What the exercise asks: Each line below that contains the word "true" is to be counted; give only the final number.

Excerpted data:
//! Bridge runtime: Wasmtime engine, module loading and instance lifecycle.
//!
//! A [`Bridge`] compiles and validates a guest module once. Each call to
//! [`Bridge::instantiate`] creates an isolated [`BridgeInstance`] with its
//! own store, handle table, closure table and pending-exception slot.

use std::path::Path;
use std::rc::Rc;

use tracing::{debug, warn};
use wasmtime::{Config, Engine, Instance, Linker, Module, Store, Trap, WasmParams, WasmResults};

use hostbridge_hostapi::{EventTarget, HostApi, HostError, HostException, HostObject, HostValue, InputEvent};
use hostbridge_primitives::{
    decode_utf8, ClosureError, ClosureId, ClosureTable, Handle, HandleTable, MemoryView, ViewKind,
};

use crate::closure;
use crate::codec;
use crate::config::BridgeConfig;
use crate::error::BridgeError;
use crate::host_impl::{GuestExports, HostState, LogLine};
use crate::linker::register_host_functions;
use crate::memory;
use crate::validation::validate_module;

/// A compiled, validated guest module.
pub struct Bridge {
    engine: Engine,
    module: Module,
    config: BridgeConfig,
}

impl Bridge {
    /// Compile a guest from wasm bytes or WAT text.
    ///
    /// Validates the module's exports and imports before accepting.
    pub fn new(wasm: impl AsRef<[u8]>, config: BridgeConfig) -> Result<Self, BridgeError> {
        let engine = create_engine(&config)?;
        let module = Module::new(&engine, wasm.as_ref())?;
        validate_module(&module)?;
        debug!(imports = module.imports().len(), "guest module compiled");
        Ok(Self {
            engine,
            module,
            config,
        })
    }

    /// Load from a `.wasm` file path.
    pub fn from_file(path: &Path, config: BridgeConfig) -> Result<Self, BridgeError> {
        let engine = create_engine(&config)?;
        let module = Module::from_file(&engine, path)?;
        validate_module(&module)?;
        debug!(path = %path.display(), "guest module loaded");
        Ok(Self {
            engine,
            module,
            config,
        })
    }

    pub fn config(&self) -> &BridgeConfig {
        &self.config
    }

    /// Create a fresh instance talking to `host`.
    pub fn instantiate<H: HostApi + 'static>(&self, host: H) -> Result<BridgeInstance<H>, BridgeError> {
        let state = HostState::new(host, self.config.clone());
        let mut store = Store::new(&self.engine, state);
        store.limiter(|state| &mut state.limits);
        refuel(&mut store)?;

        let mut linker = Linker::new(&self.engine);
        register_host_functions(&mut linker)?;

        let instance = linker.instantiate(&mut store, &self.module)?;
        let exports = GuestExports::resolve(&instance, &mut store)?;
        store.data_mut().exports = Some(exports);
        debug!("guest instantiated");

        Ok(BridgeInstance { store, instance })
    }
}

/// One running guest and the host state it talks to.
pub struct BridgeInstance<H: HostApi> {
    store: Store<HostState<H>>,
    instance: Instance,
}

impl<H: HostApi> BridgeInstance<H> {
    /// Run `bridge_start` if the guest exports it.
    pub fn start(&mut self) -> Result<(), BridgeError> {
        let Some(start) = self.store.data().guest_exports()?.start.clone() else {
            return Ok(());
        };
        refuel(&mut self.store)?;
        handle_trap(start.call(&mut self.store, ()))
    }

    /// Call a guest export by name.
    pub fn call<P, R>(&mut self, name: &str, params: P) -> Result<R, BridgeError>
    where
        P: WasmParams,
        R: WasmResults,
    {
        let func = self.instance.get_typed_func::<P, R>(&mut self.store, name)?;
        refuel(&mut self.store)?;
        handle_trap(func.call(&mut self.store, params))
    }

    /// Deliver `event` to every listener registered for its type on
    /// `target`. Returns whether a listener called `preventDefault`.
    ///
    /// Listeners whose closure was dropped or is already running are skipped.
    pub fn dispatch_event(&mut self, target: EventTarget, event: InputEvent) -> Result<bool, BridgeError> {
        let event = Rc::new(event);
        let listeners = self.store.data().host.event_listeners(target, event.event_type());
        for id in listeners {
            let arg = HostValue::Object(HostObject::Event(Rc::clone(&event)));
            self.invoke_listener(id, arg, event.event_type())?;
        }
        Ok(event.default_prevented())
    }

    /// Run the callbacks queued with `requestAnimationFrame`, passing
    /// `timestamp`. Returns how many ran.
    pub fn run_animation_frame(&mut self, timestamp: f64) -> Result<usize, BridgeError> {
        let callbacks = self.store.data_mut().host.take_animation_frames();
        let mut ran = 0;
        for id in callbacks {
            if self.invoke_listener(id, HostValue::Number(timestamp), "animationframe")? {
                ran += 1;
            }
        }
        Ok(ran)
    }

    fn invoke_listener(&mut self, id: ClosureId, arg: HostValue, kind: &str) -> Result<bool, BridgeError> {
        match closure::invoke_closure(&mut self.store, id, arg) {
            Ok(()) => Ok(true),
            Err(BridgeError::Closure(ClosureError::Unknown(_) | ClosureError::Unavailable(_))) => {
                warn!(closure = id.as_raw(), kind, "listener closure no longer available, skipping");
                Ok(false)
            }
            Err(e) => Err(e),
        }
    }

    /// Call closure `id` directly.
    pub fn invoke_closure(&mut self, id: ClosureId, arg: HostValue) -> Result<(), BridgeError> {
        closure::invoke_closure(&mut self.store, id, arg)
    }

    /// Take the pending exception, clearing the slot.
    pub fn take_exception(&mut self) -> Option<HostException> {
        self.store.data_mut().take_exception()
    }

    pub fn host(&self) -> &H {
        &self.store.data().host
    }

    pub fn host_mut(&mut self) -> &mut H {
        &mut self.store.data_mut().host
    }

    pub fn handles(&self) -> &HandleTable<HostValue> {
        &self.store.data().handles
    }

    pub fn closures(&self) -> &ClosureTable {
        &self.store.data().closures
    }

    pub fn logs(&self) -> &[LogLine] {
        &self.store.data().logs
    }

    /// Hand a host value to the guest side of the table.
    pub fn alloc_value(&mut self, value: HostValue) -> Handle {
        Handle::from_abi(self.store.data_mut().alloc(value))
    }

    /// Copy `text` into a fresh guest allocation.
    pub fn pass_string(&mut self, text: &str) -> Result<(u32, u32), BridgeError> {
        let exports = self.store.data().guest_exports()?.clone();
        refuel(&mut self.store)?;
        codec::pass_string(&mut self.store, &exports, text).map_err(reclassify)
    }

    /// Decode a UTF-8 string from guest memory.
    pub fn read_string(&self, ptr: u32, len: u32) -> Result<String, BridgeError> {
        let mem = self.store.data().guest_exports()?.memory;
        let bytes = memory::read_bytes(mem.data(&self.store), ptr as i32, len as i32)?;
        Ok(decode_utf8(&bytes).map_err(HostError::from)?)
    }

    /// A typed view over the guest's current memory buffer.
    pub fn memory_view(&mut self, kind: ViewKind) -> Result<MemoryView, BridgeError> {
        let mem = self.store.data().guest_exports()?.memory;
        let identity = memory::identity_of(&mem, &self.store);
        Ok(self.store.data_mut().views.acquire(kind, identity).0)
    }

    /// Copy `count` elements starting at element `index` out of `view`.
    ///
    /// Fails with `StaleView` if memory grew since the view was taken.
    pub fn read_view(&self, view: &MemoryView, index: usize, count: usize) -> Result<Vec<u8>, BridgeError> {
        let mem = self.store.data().guest_exports()?.memory;
        view.check(memory::identity_of(&mem, &self.store))?;
        let range = view
            .byte_range(index, count)
            .ok_or_else(|| BridgeError::Memory(format!("view range {}+{} out of bounds", index, count)))?;
        Ok(mem.data(&self.store)[range].to_vec())
    }

    /// How many cached views were replaced after memory growth.
    pub fn memory_refreshes(&self) -> u64 {
        self.store.data().views.refreshes()
    }
}

/// Create a Wasmtime engine for bridge guests.
fn create_engine(config: &BridgeConfig) -> Result<Engine, BridgeError> {
    let mut wasm_config = Config::new();

    wasm_config.consume_fuel(config.fuel_per_call.is_some());

    wasm_config.wasm_threads(false);
    wasm_config.wasm_simd(false);
    wasm_config.wasm_relaxed_simd(false);
    wasm_config.wasm_multi_memory(false);
    wasm_config.cranelift_nan_canonicalization(true);

    let max_bytes = (config.max_memory_pages as u64) * 65536;
    wasm_config.memory_guaranteed_dense_image_size(max_bytes.min(16 * 1024 * 1024));

    Ok(Engine::new(&wasm_config)?)
}

/// Reset the fuel budget before a top-level call into the guest.
pub(crate) fn refuel<H: HostApi>(store: &mut Store<HostState<H>>) -> Result<(), BridgeError> {
    if let Some(fuel) = store.data().config().fuel_per_call {
        store.set_fuel(fuel)?;
    }
    Ok(())
}

/// Convert a guest call result into a `BridgeError`.
pub(crate) fn handle_trap<R>(result: Result<R, anyhow::Error>) -> Result<R, BridgeError> {
    result.map_err(classify_trap)
}

/// Recover the cause of a failed guest call.
///
/// Fuel exhaustion → `FuelExhausted`; a bridge fault raised by a host
/// function comes back as itself; anything else → `GuestTrapped`.
fn classify_trap(error: anyhow::Error) -> BridgeError {
    if matches!(error.downcast_ref::<Trap>(), Some(Trap::OutOfFuel)) {
        return BridgeError::FuelExhausted;
    }
    let error = match error.downcast::<BridgeError>() {
        Ok(BridgeError::Wasmtime(inner)) => return classify_trap(inner),
        Ok(bridge) => return bridge,
        Err(error) => error,
    };
    match error.downcast::<HostError>() {
        Ok(host) => BridgeError::Host(host),
        Err(error) => BridgeError::GuestTrapped(format!("{:#}", error)),
    }
}

fn reclassify(error: BridgeError) -> BridgeError {
    match error {
        BridgeError::Wasmtime(inner) => classify_trap(inner),
        other => other,
    }
}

Response: 2